3. The tensile and bond strength are significantly improved as a result of admixed calcium nitrite in OPC mix and the amount of improvement increases with increasing its content. On the other hand, the studied mechanical properties (compressive, tensile and bond strength) have been degraded when sodium benzoate was used. 4. Compared to uncoated steel using coated steel has lead to altering the corrosion potential behavior of reinforcement. 5. The use of either sodium monofluro phosphate (MFP) or calcium nitrite ( N ) as a remedial corrosion inhibitor has a reasonable beneficial effect on increasing the resistance of reinforcement against corrosion, through lowering its corrosion potential and corrosion current density and altering its corrosion state from active to passive.

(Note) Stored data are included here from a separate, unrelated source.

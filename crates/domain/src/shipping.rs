//! Delivery methods offered at checkout.

use core::fmt;
use core::str::FromStr;

use serde::{Deserialize, Serialize};

use checkout_core::{Dimension, DomainError, Money};

use crate::address::AnonymousAddress;
use crate::area::Area;

/// Allowed/excluded areas plus the US PO box switch.
///
/// Used for both shipping restrictions and merchant-calculated address filters.
#[derive(Debug, Clone, PartialEq, Eq, Serialize, Deserialize)]
pub struct AreaFilter {
    pub allowed_areas: Vec<Area>,
    pub excluded_areas: Vec<Area>,
    pub allow_us_po_box: bool,
}

impl Default for AreaFilter {
    fn default() -> Self {
        Self {
            allowed_areas: Vec::new(),
            excluded_areas: Vec::new(),
            allow_us_po_box: true,
        }
    }
}

impl AreaFilter {
    pub fn allow(mut self, area: Area) -> Self {
        self.allowed_areas.push(area);
        self
    }

    pub fn exclude(mut self, area: Area) -> Self {
        self.excluded_areas.push(area);
        self
    }

    pub fn with_allow_us_po_box(mut self, allow: bool) -> Self {
        self.allow_us_po_box = allow;
        self
    }

    /// Whether any area is listed at all.
    pub fn has_areas(&self) -> bool {
        !self.allowed_areas.is_empty() || !self.excluded_areas.is_empty()
    }
}

#[derive(Debug, Clone, PartialEq, Eq, Serialize, Deserialize)]
pub struct PickupShipping {
    pub name: String,
    pub price: Money,
}

#[derive(Debug, Clone, PartialEq, Eq, Serialize, Deserialize)]
pub struct FlatRateShipping {
    pub name: String,
    pub price: Money,
    pub shipping_restrictions: AreaFilter,
}

#[derive(Debug, Clone, PartialEq, Eq, Serialize, Deserialize)]
pub struct MerchantCalculatedShipping {
    pub name: String,
    /// Fallback price if the merchant calculation callback fails.
    pub price: Money,
    pub shipping_restrictions: AreaFilter,
    pub address_filters: AreaFilter,
}

/// Carriers supported for carrier-calculated shipping.
#[derive(Debug, Clone, Copy, PartialEq, Eq, Hash, Serialize, Deserialize)]
pub enum ShippingCompany {
    FedEx,
    #[serde(rename = "UPS")]
    Ups,
    #[serde(rename = "USPS")]
    Usps,
}

impl ShippingCompany {
    pub fn as_str(&self) -> &'static str {
        match self {
            ShippingCompany::FedEx => "FedEx",
            ShippingCompany::Ups => "UPS",
            ShippingCompany::Usps => "USPS",
        }
    }
}

impl fmt::Display for ShippingCompany {
    fn fmt(&self, f: &mut fmt::Formatter<'_>) -> fmt::Result {
        f.write_str(self.as_str())
    }
}

impl FromStr for ShippingCompany {
    type Err = DomainError;

    fn from_str(s: &str) -> Result<Self, Self::Err> {
        match s {
            "FedEx" => Ok(ShippingCompany::FedEx),
            "UPS" => Ok(ShippingCompany::Ups),
            "USPS" => Ok(ShippingCompany::Usps),
            other => Err(DomainError::validation(format!("unknown shipping company: {other}"))),
        }
    }
}

/// How the parcel reaches the carrier.
#[derive(Debug, Clone, Copy, PartialEq, Eq, Hash, Serialize, Deserialize)]
#[serde(rename_all = "SCREAMING_SNAKE_CASE")]
pub enum CarrierPickup {
    DropOff,
    RegularPickup,
    SpecialPickup,
}

impl CarrierPickup {
    pub fn as_str(&self) -> &'static str {
        match self {
            CarrierPickup::DropOff => "DROP_OFF",
            CarrierPickup::RegularPickup => "REGULAR_PICKUP",
            CarrierPickup::SpecialPickup => "SPECIAL_PICKUP",
        }
    }
}

impl FromStr for CarrierPickup {
    type Err = DomainError;

    fn from_str(s: &str) -> Result<Self, Self::Err> {
        match s {
            "DROP_OFF" => Ok(CarrierPickup::DropOff),
            "REGULAR_PICKUP" => Ok(CarrierPickup::RegularPickup),
            "SPECIAL_PICKUP" => Ok(CarrierPickup::SpecialPickup),
            other => Err(DomainError::validation(format!("unknown carrier pickup: {other}"))),
        }
    }
}

#[derive(Debug, Clone, Copy, PartialEq, Eq, Hash, Serialize, Deserialize)]
#[serde(rename_all = "SCREAMING_SNAKE_CASE")]
pub enum DeliveryAddressCategory {
    Residential,
    Commercial,
}

impl DeliveryAddressCategory {
    pub fn as_str(&self) -> &'static str {
        match self {
            DeliveryAddressCategory::Residential => "RESIDENTIAL",
            DeliveryAddressCategory::Commercial => "COMMERCIAL",
        }
    }
}

impl FromStr for DeliveryAddressCategory {
    type Err = DomainError;

    fn from_str(s: &str) -> Result<Self, Self::Err> {
        match s {
            "RESIDENTIAL" => Ok(DeliveryAddressCategory::Residential),
            "COMMERCIAL" => Ok(DeliveryAddressCategory::Commercial),
            other => Err(DomainError::validation(format!("unknown delivery address category: {other}"))),
        }
    }
}

/// A carrier service the buyer may pick (e.g. FedEx "Priority Overnight").
#[derive(Debug, Clone, PartialEq, Serialize, Deserialize)]
pub struct CarrierCalculatedShippingOption {
    pub shipping_company: ShippingCompany,
    pub shipping_type: String,
    /// Default price shown when the carrier rate is unavailable.
    pub price: Money,
    pub carrier_pickup: Option<CarrierPickup>,
    pub additional_fixed_charge: Option<Money>,
    pub additional_variable_charge_percent: Option<f64>,
}

impl CarrierCalculatedShippingOption {
    pub fn new(shipping_company: ShippingCompany, shipping_type: impl Into<String>, price: Money) -> Self {
        Self {
            shipping_company,
            shipping_type: shipping_type.into(),
            price,
            carrier_pickup: None,
            additional_fixed_charge: None,
            additional_variable_charge_percent: None,
        }
    }
}

/// A package shipped from a merchant location.
#[derive(Debug, Clone, PartialEq, Eq, Serialize, Deserialize)]
pub struct ShippingPackage {
    pub ship_from: AnonymousAddress,
    pub delivery_address_category: Option<DeliveryAddressCategory>,
    pub height: Option<Dimension>,
    pub length: Option<Dimension>,
    pub width: Option<Dimension>,
}

impl ShippingPackage {
    pub fn new(ship_from: AnonymousAddress) -> Self {
        Self {
            ship_from,
            delivery_address_category: None,
            height: None,
            length: None,
            width: None,
        }
    }
}

#[derive(Debug, Clone, Default, PartialEq, Serialize, Deserialize)]
pub struct CarrierCalculatedShipping {
    pub options: Vec<CarrierCalculatedShippingOption>,
    pub packages: Vec<ShippingPackage>,
}

/// Closed set of delivery methods.
#[derive(Debug, Clone, PartialEq, Serialize, Deserialize)]
#[serde(tag = "kind", rename_all = "snake_case")]
pub enum DeliveryMethod {
    Pickup(PickupShipping),
    FlatRate(FlatRateShipping),
    MerchantCalculated(MerchantCalculatedShipping),
    CarrierCalculated(CarrierCalculatedShipping),
}

impl DeliveryMethod {
    pub fn pickup(name: impl Into<String>, price: Money) -> Self {
        DeliveryMethod::Pickup(PickupShipping {
            name: name.into(),
            price,
        })
    }

    pub fn flat_rate(name: impl Into<String>, price: Money, shipping_restrictions: AreaFilter) -> Self {
        DeliveryMethod::FlatRate(FlatRateShipping {
            name: name.into(),
            price,
            shipping_restrictions,
        })
    }

    pub fn merchant_calculated(
        name: impl Into<String>,
        price: Money,
        shipping_restrictions: AreaFilter,
        address_filters: AreaFilter,
    ) -> Self {
        DeliveryMethod::MerchantCalculated(MerchantCalculatedShipping {
            name: name.into(),
            price,
            shipping_restrictions,
            address_filters,
        })
    }

    /// Display name, absent for carrier-calculated shipping.
    pub fn name(&self) -> Option<&str> {
        match self {
            DeliveryMethod::Pickup(m) => Some(&m.name),
            DeliveryMethod::FlatRate(m) => Some(&m.name),
            DeliveryMethod::MerchantCalculated(m) => Some(&m.name),
            DeliveryMethod::CarrierCalculated(_) => None,
        }
    }
}

#[cfg(test)]
mod tests {
    use super::*;
    use rstest::rstest;

    #[test]
    fn area_filter_allows_po_boxes_by_default() {
        let filter = AreaFilter::default();
        assert!(filter.allow_us_po_box);
        assert!(!filter.has_areas());
    }

    #[test]
    fn area_filter_reports_listed_areas() {
        let filter = AreaFilter::default().exclude(Area::us_state("AK").unwrap());
        assert!(filter.has_areas());
    }

    #[rstest]
    #[case("FedEx", ShippingCompany::FedEx)]
    #[case("UPS", ShippingCompany::Ups)]
    #[case("USPS", ShippingCompany::Usps)]
    fn shipping_company_codes(#[case] code: &str, #[case] company: ShippingCompany) {
        assert_eq!(code.parse::<ShippingCompany>().unwrap(), company);
        assert_eq!(company.to_string(), code);
    }

    #[test]
    fn carrier_pickup_and_category_reject_unknown_codes() {
        assert!("HELICOPTER".parse::<CarrierPickup>().is_err());
        assert!("INDUSTRIAL".parse::<DeliveryAddressCategory>().is_err());
        assert_eq!("REGULAR_PICKUP".parse::<CarrierPickup>().unwrap(), CarrierPickup::RegularPickup);
    }

    #[test]
    fn carrier_calculated_shipping_has_no_name() {
        let method = DeliveryMethod::CarrierCalculated(CarrierCalculatedShipping::default());
        assert!(method.name().is_none());
        assert_eq!(DeliveryMethod::pickup("Store", Money::new(0, "USD")).name(), Some("Store"));
    }
}
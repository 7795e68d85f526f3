use checkout_domain::{Address, AnonymousAddress};

use crate::decode::optional_text;
use crate::error::CodecResult;
use crate::tree::Element;

/// Address given in merchant calculation callbacks and ship-from blocks.
pub fn decode_anonymous_address(el: &Element) -> CodecResult<AnonymousAddress> {
    let mut address = AnonymousAddress::new(
        el.required_child_text("city")?,
        el.required_child_text("region")?,
        el.required_child_text("postal-code")?,
        el.required_child_text("country-code")?,
    );
    address.address_id = el.attribute("id").map(str::to_string);
    Ok(address)
}

/// Buyer billing or shipping address.
pub fn decode_address(el: &Element) -> CodecResult<Address> {
    Ok(Address {
        location: decode_anonymous_address(el)?,
        contact_name: optional_text(el, "contact-name"),
        company_name: optional_text(el, "company-name"),
        address1: el.required_child_text("address1")?.to_string(),
        address2: optional_text(el, "address2"),
        email: optional_text(el, "email"),
        phone: optional_text(el, "phone"),
        fax: optional_text(el, "fax"),
    })
}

6. The beneficial role of sodium monofluro phosphate (MFP) in controlling the corrosion activity of reinforcement was significantly augmented with increasing the dosage of MFP and prolonging period of MFP treatment till a certain period (14 weeks), at which no more reduction in the corrosion activity produced as a result increasing the period of treatment afterward. However, increasing the amount of chloride ions in reinforced OPC matrix has led to diminish such beneficial role. Whereas, increasing the period of calcium nitrite ( N ) treatment more than a period (26 weeks) is essential to alter the corrosion activity of reinforcement from active to passive state. 7. Both calcium nitrite (N) and sodium monofluro phosphate (MFP) are efficient in delaying/stopping corrosion processes of reinforcement embedded in OPC/SF matrix than that embedded in pure OPC matrix. Where, the corrosion potential and corrosion current density of reinforcement embedded in treated OPC matrix with either N or MFP was significantly reduced as a result of inclusion of silica fume in OPC matrix. On the other hand, the treatment of reinforced fly ash mortars with either N or MFP was shown to be ineffective, from corrosion potential point of view.

8. Electrochemical chloride extraction (ECE) has been confirmed to be a successful temporary remedial treatment of reinforcement corrosion. It can leads to a reasonable decrease in the chloride profile of the cover zone and a substantial reduction in the corrosion rate of reinforcement, thus transforming the state of reinforcement corrosion from active to passive. 9. Assessment of the short-term efficiency of ECE on the corrosion activity of corroded reinforcement is preferable to be carried out after a short period from halting ECE process (about 4 weeks) and not immediately after halting ECE treatment.

10. The long-term efficiency of ECE on the corrosion activity of reinforcement after halting ECE treatment was reasonably improved with increasing the amount of impressed current charges and using of water as an electrolyte. However, the source and content of chloride ions and type of cement had insignificant effect on the long-term efficiency of ECE. On the other hand, all above-mentioned parameters had a slight effect on improving short-term efficiency of ECE, compared to their effects on the long-term efficiency of ECE. 11. Re-diffusion of chloride ions towards reinforcement after halting ECE can be possibly reduced with increasing the amount of impressed current considered in ECE treatment, prolonging the period of ECE treatment and using of water as an electrolyte. Reduction of the amount of re-migrated chloride ions can leads to reducing the rate of reinforcement corrosion and hence extending the time for reinforcement to re-corrode again.